* What to do
Read through the records below and copy each line that uses the word "inputs".
** Opening Data to examine block **
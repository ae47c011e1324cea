//! Imgur album API: direct link of an album's first image plus the rate-limit
//! budget reported alongside it.

use anyhow::{anyhow, Context, Result};
use reqwest::header::HeaderMap;
use serde::Deserialize;
use std::time::Duration;

pub const IMGUR_API_URL: &str = "https://api.imgur.com/3";

/// Returned in place of any album link that could not be resolved.
pub const REMOVED_PLACEHOLDER: &str = "https://i.imgur.com/removed.png";

/// Remaining request budget as reported by `X-RateLimit-*` headers.
#[derive(Clone, Copy, Debug, PartialEq, Eq)]
pub struct RateQuota {
    pub user_remaining: i64,
    /// Epoch second at which the per-user budget refills.
    pub user_reset: i64,
    pub client_remaining: i64,
}

#[derive(Clone, Debug, PartialEq, Eq)]
pub struct AlbumReply {
    pub first_link: String,
    pub quota: RateQuota,
}

/// A malformed body, empty album or missing quota header is an `Err`.
pub trait AlbumSource {
    fn get_album(&self, album_id: &str) -> Result<AlbumReply>;
}

#[derive(Clone, Debug, Deserialize)]
pub struct ImgurCredentials {
    pub client_id: String,
    #[serde(default)]
    pub client_secret: String,
}

pub struct ImgurClient {
    client: reqwest::blocking::Client,
    client_id: String,
}

#[derive(Deserialize)]
struct AlbumBody {
    data: AlbumData,
}

#[derive(Deserialize)]
struct AlbumData {
    #[serde(default)]
    images: Vec<AlbumImage>,
}

#[derive(Deserialize)]
struct AlbumImage {
    link: String,
}

impl ImgurClient {
    pub fn new(creds: &ImgurCredentials) -> Result<Self> {
        let client = reqwest::blocking::Client::builder()
            .timeout(Duration::from_secs(30))
            .build()
            .context("build imgur http client")?;
        Ok(Self { client, client_id: creds.client_id.clone() })
    }
}

fn header_i64(headers: &HeaderMap, name: &str) -> Result<i64> {
    let raw = headers
        .get(name)
        .ok_or_else(|| anyhow!("missing header {}", name))?
        .to_str()
        .with_context(|| format!("non-ascii header {}", name))?;
    raw.trim().parse::<i64>().with_context(|| format!("header {}={}", name, raw))
}

pub fn parse_quota(headers: &HeaderMap) -> Result<RateQuota> {
    Ok(RateQuota {
        user_remaining: header_i64(headers, "X-RateLimit-UserRemaining")?,
        user_reset: header_i64(headers, "X-RateLimit-UserReset")?,
        client_remaining: header_i64(headers, "X-RateLimit-ClientRemaining")?,
    })
}

impl AlbumSource for ImgurClient {
    fn get_album(&self, album_id: &str) -> Result<AlbumReply> {
        let resp = self
            .client
            .get(format!("{}/album/{}", IMGUR_API_URL, album_id))
            .header("Authorization", format!("Client-ID {}", self.client_id))
            .send()
            .context("imgur album request")?;
        let quota = parse_quota(resp.headers());
        let body: AlbumBody = resp.json().context("imgur album body")?;
        let first_link = body
            .data
            .images
            .into_iter()
            .next()
            .map(|img| img.link)
            .ok_or_else(|| anyhow!("album {} has no images", album_id))?;
        Ok(AlbumReply { first_link, quota: quota? })
    }
}
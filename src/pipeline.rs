use crate::config::{CurateOptions, Credentials};
use crate::date::YearMonth;
use crate::download::{download_images_file, DownloadReport, HttpImageFetcher, ImageFetcher};
use crate::filter::{filter_faces_file, filter_nsfw_file, filter_words_file, Blocklist, FaceDetector, NsfwDetector};
use crate::harvest::{IdHarvester, IdSource, PushshiftClient};
use crate::imgur::{AlbumSource, ImgurClient};
use crate::limiter::HostLimiter;
use crate::merge::{merge_files, MergeReport};
use crate::paths::annotation_output_path;
use crate::reddit::{PostSource, RedditClient};
use crate::resolve::InfoResolver;
use crate::store::AnnotationStore;
use crate::util::init_tracing_once;
use crate::validate::{validate_file, ValidationReport};
use anyhow::Result;
use std::path::{Path, PathBuf};

/// Summary of one subreddit-month annotation download.
#[derive(Clone, Debug)]
pub struct AnnotationsReport {
    pub path: PathBuf,
    pub num_ids: usize,
    pub num_records: usize,
}

impl AnnotationsReport {
    /// Harvested posts that did not become records.
    pub fn ignored(&self) -> usize {
        self.num_ids.saturating_sub(self.num_records)
    }
}

#[derive(Clone, Default)]
pub struct RedCaps {
    pub(crate) opts: CurateOptions,
}

impl RedCaps {
    pub fn new() -> Self {
        Self { opts: CurateOptions::default() }
    }

    pub fn options(&self) -> &CurateOptions { &self.opts }

    // -------- Builder methods --------
    pub fn images_dir(mut self, dir: impl AsRef<Path>) -> Self { self.opts = self.opts.with_images_dir(dir); self }
    pub fn annotations_dir(mut self, dir: impl AsRef<Path>) -> Self { self.opts = self.opts.with_annotations_dir(dir); self }
    pub fn time_window_hours(mut self, hours: f64) -> Self { self.opts = self.opts.with_time_window_hours(hours); self }
    pub fn day_concurrency(mut self, n: usize) -> Self { self.opts = self.opts.with_day_concurrency(n); self }
    pub fn workers(mut self, n: usize) -> Self { self.opts = self.opts.with_workers(n); self }
    pub fn update_annotations(mut self, yes: bool) -> Self { self.opts = self.opts.with_update_annotations(yes); self }
    pub fn progress(mut self, yes: bool) -> Self { self.opts = self.opts.with_progress(yes); self }
    pub fn user_agent(mut self, ua: impl Into<String>) -> Self { self.opts = self.opts.with_user_agent(ua); self }
    pub fn nsfw_threshold(mut self, t: f64) -> Self { self.opts = self.opts.with_nsfw_threshold(t); self }
    pub fn face_threshold(mut self, t: f64) -> Self { self.opts = self.opts.with_face_threshold(t); self }

    // -------- Annotations --------

    /// Harvest every post id of `subreddit` in `month`, resolve them into
    /// records and write `<annotations_dir>/<subreddit>_<YYYY-MM>.json`.
    pub fn download_annotations<S, P, A>(
        &self,
        subreddit: &str,
        month: YearMonth,
        harvester: &IdHarvester<S>,
        resolver: &InfoResolver<P, A>,
    ) -> Result<AnnotationsReport>
    where
        S: IdSource,
        P: PostSource,
        A: AlbumSource,
    {
        init_tracing_once();
        let subreddit = normalize_subreddit(subreddit);
        let ids = harvester.harvest_month(&subreddit, month, self.opts.time_window_hours, self.opts.day_concurrency)?;
        tracing::info!("Total {} Reddit post IDs in r/{} for {}.", ids.len(), subreddit, month);

        let records = resolver.resolve(&ids)?;
        let mut store = AnnotationStore::new(month.first_day(), month.last_day(), records);
        store.normalize();

        let report = AnnotationsReport {
            path: annotation_output_path(&self.opts.annotations_dir, &subreddit, month),
            num_ids: ids.len(),
            num_records: store.len(),
        };
        tracing::info!(
            "Ignored {} posts: removed, NSFW, low score or unusable gallery.",
            report.ignored()
        );
        store.save(&report.path)?;
        tracing::info!("Saved {} annotations at {}!", report.num_records, report.path.display());
        Ok(report)
    }

    /// `download_annotations` against the live Pushshift, Reddit and Imgur APIs.
    pub fn download_annotations_online(
        &self,
        credentials: &Credentials,
        subreddit: &str,
        month: YearMonth,
    ) -> Result<AnnotationsReport> {
        let harvester = IdHarvester::new(PushshiftClient::new(&self.opts.user_agent)?);
        let resolver = InfoResolver::new(RedditClient::new(credentials.reddit.clone())?, ImgurClient::new(&credentials.imgur)?)
            .progress(self.opts.progress);
        self.download_annotations(subreddit, month, &harvester, &resolver)
    }

    // -------- Images --------

    pub fn download_images<F: ImageFetcher>(&self, annotations: &Path, fetcher: &F, limiter: &HostLimiter) -> Result<DownloadReport> {
        init_tracing_once();
        download_images_file(
            annotations,
            &self.opts.images_dir,
            fetcher,
            limiter,
            self.opts.workers,
            self.opts.update_annotations,
            self.opts.progress,
        )
    }

    /// Download over HTTP, paced per host.
    pub fn download_images_online(&self, annotations: &Path) -> Result<DownloadReport> {
        let fetcher = HttpImageFetcher::new(&self.opts.user_agent)?;
        self.download_images(annotations, &fetcher, &HostLimiter::for_images())
    }

    // -------- Filters --------

    pub fn filter_words(&self, annotations: &Path, blocklist: &Blocklist) -> Result<usize> {
        init_tracing_once();
        filter_words_file(annotations, &self.opts.images_dir, blocklist)
    }

    pub fn filter_nsfw<D: NsfwDetector + ?Sized>(&self, annotations: &Path, detector: &D) -> Result<usize> {
        init_tracing_once();
        filter_nsfw_file(annotations, &self.opts.images_dir, detector, self.opts.nsfw_threshold)
    }

    pub fn filter_faces<D: FaceDetector + ?Sized>(&self, annotations: &Path, detector: &D) -> Result<usize> {
        init_tracing_once();
        filter_faces_file(annotations, &self.opts.images_dir, detector, self.opts.face_threshold)
    }

    // -------- Merge & validation --------

    pub fn merge(&self, inputs: &[PathBuf], save_to: &Path, delete_old: bool) -> Result<Option<MergeReport>> {
        init_tracing_once();
        merge_files(inputs, save_to, delete_old)
    }

    pub fn validate(&self, annotations: &Path) -> Result<ValidationReport> {
        init_tracing_once();
        validate_file(annotations)
    }
}

/// Lowercase, trimmed, without a leading `r/`.
pub fn normalize_subreddit(sub: &str) -> String {
    let s = sub.trim().to_lowercase();
    match s.strip_prefix("r/") {
        Some(rest) => rest.to_string(),
        None => s,
    }
}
** Closing Data to examine block **
* Solution below
    pub fn merge(&self, inputs: &[PathBuf], save_to: &Path, delete_old: bool) -> Result<Option<MergeReport>> {
        merge_files(inputs, save_to, delete_old)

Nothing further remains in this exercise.